For the same case between 19mps and 25mps the same message as in 2) is shown with this additional message:
“Warning: Turning off Unsteady Aerodynamics due to high angle of attack (47.643 deg). (node 5,
blade 1)
Warning: Turning off Unsteady Aerodynamics due to high angle of attack (48.052 deg). (node 5,
blade 3)
Warning: Turning off Unsteady Aerodynamics due to high angle of attack (46.165 deg). (node 6,
Time: 1 of 900 seconds. Estimated final completion at 13:08:14.
Warning: Turning off Unsteady Aerodynamics due to high angle of attack (45.022 deg). (node 5,
FAST_Solution:FAST_AdvanceStates:ED_ABM4:ED_CalcContStateDeriv:SetCoordSy:Small angle assumption
violated in SUBROUTINE SmllRotTrans() due to a large blade deflection (ElastoDyn SetCoordSy). The
solution may be inaccurate. Simulation continuing, but future warnings from SmllRotTrans() will
be suppressed.
Additional debugging message from SUBROUTINE SmllRotTrans(): 3.85 s”
3) I believe this might be due to the blade having to adjust due to the high turbulent wind, not really sure.
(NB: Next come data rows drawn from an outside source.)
use std::sync::Arc;

use axum::{
    extract::{rejection::JsonRejection, Extension, Path},
    http::StatusCode,
    response::IntoResponse,
    routing::{get, post},
    Json, Router,
};

use crate::app::services::AppServices;
use crate::app::{dto, errors};

pub fn router() -> Router {
    Router::new()
        .route("/", post(create_expense))
        .route("/by-user/:email", get(list_user_expenses))
}

pub async fn create_expense(
    Extension(services): Extension<Arc<AppServices>>,
    body: Result<Json<dto::CreateExpenseRequest>, JsonRejection>,
) -> axum::response::Response {
    let Json(body) = match body {
        Ok(b) => b,
        Err(rejection) => return errors::json_error(rejection.status(), "invalid_body", rejection.body_text()),
    };

    match services.expenses.create_expense(body).await {
        Ok(recorded) => (StatusCode::CREATED, Json(dto::recorded_expense_to_json(recorded))).into_response(),
        Err(e) => errors::service_error_to_response(e),
    }
}

pub async fn list_user_expenses(
    Extension(services): Extension<Arc<AppServices>>,
    Path(email): Path<String>,
) -> axum::response::Response {
    match services.expenses.expenses_for_user(&email).await {
        Ok(views) => {
            let items = views.into_iter().map(dto::expense_view_to_json).collect::<Vec<_>>();
            (StatusCode::OK, Json(serde_json::json!({ "items": items }))).into_response()
        }
        Err(e) => errors::service_error_to_response(e),
    }
}
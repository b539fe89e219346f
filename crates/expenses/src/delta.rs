use serde::{Deserialize, Serialize};

use splitledger_core::{Money, UserId};

use crate::expense::{NewExpense, SplitShare};

/// A directed obligation produced by one expense.
///
/// `user_b` owes `user_a` the given `amount`; `user_a` is always the expense
/// creator. A negative amount means the creator owes the participant instead.
#[derive(Debug, Clone, Copy, PartialEq, Eq, Serialize, Deserialize)]
pub struct BalanceDelta {
    pub user_a: UserId,
    pub user_b: UserId,
    pub amount: Money,
}

/// Creator-centric deltas: one per non-creator participant whose net is non-zero.
///
/// The creator's own split never yields a delta, and neither do
/// participant-to-participant obligations.
pub fn balance_deltas(expense: &NewExpense, splits: &[SplitShare]) -> Vec<BalanceDelta> {
    splits
        .iter()
        .filter(|split| split.user_id != expense.created_by)
        .filter_map(|split| {
            let net = split.net();
            (!net.is_zero()).then_some(BalanceDelta {
                user_a: expense.created_by,
                user_b: split.user_id,
                amount: net,
            })
        })
        .collect()
}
Can you please advise?
Finally, general query.
When I ran the simulation using the 5MW_OC4Semi_WSt_WavesWN.FST original case I note the following message was shown at the beginning for the ElastoDyn and SubDyn modules respectively:
“Nodal outputs section of ElastoDyn input file not found or properly formatted”
“Nodal outputs section of ElastoDyn input file not found or properly formatted”
The same message appeared for all other cases that were ran above.
4)Can you please say why this occurs and if it is something that needs to be resloved?
Thank you.
Regards,
AOAW
Dear Andre,
Here are my answers to your questions:
- Yes, the water depth can be changed, but I’m not following your reasoning for halving X while keeping Y and the unstretched lengths the same. The mooring system would likely need to be redesigned for the shallower 100-m water depth.
2 and 3) Are you initializing the rotor speed and blade-pitch angle to their respective mean values based on each mean wind speed you are simulating? If not, I can see the start-up transients being unrealistic (with large blade deflection, high angles of attack, etc.) and triggering all sorts of warnings near the beginning of the simulation.
- The “nodal output” warning will not effect the simulation results; you can ignore the warning.
Best regards,
Jason:
Thanks for the feedback. I have modified the mooring system based on the 100 m water depth and that solves the problem. I have used steady wind of 8mps as per the original case to check initially. However I am having another problem.
“The BEM solution is being turned off due to low TSR (TSR=-10196).”
I have tried to change the rotor speed to a low value say between 0 to 2 rpm but that results in unsteady aerodynamics. Not sure what the problem is as I thought the adjusting the rotor speed either up or down would have solved but. Neither approach works.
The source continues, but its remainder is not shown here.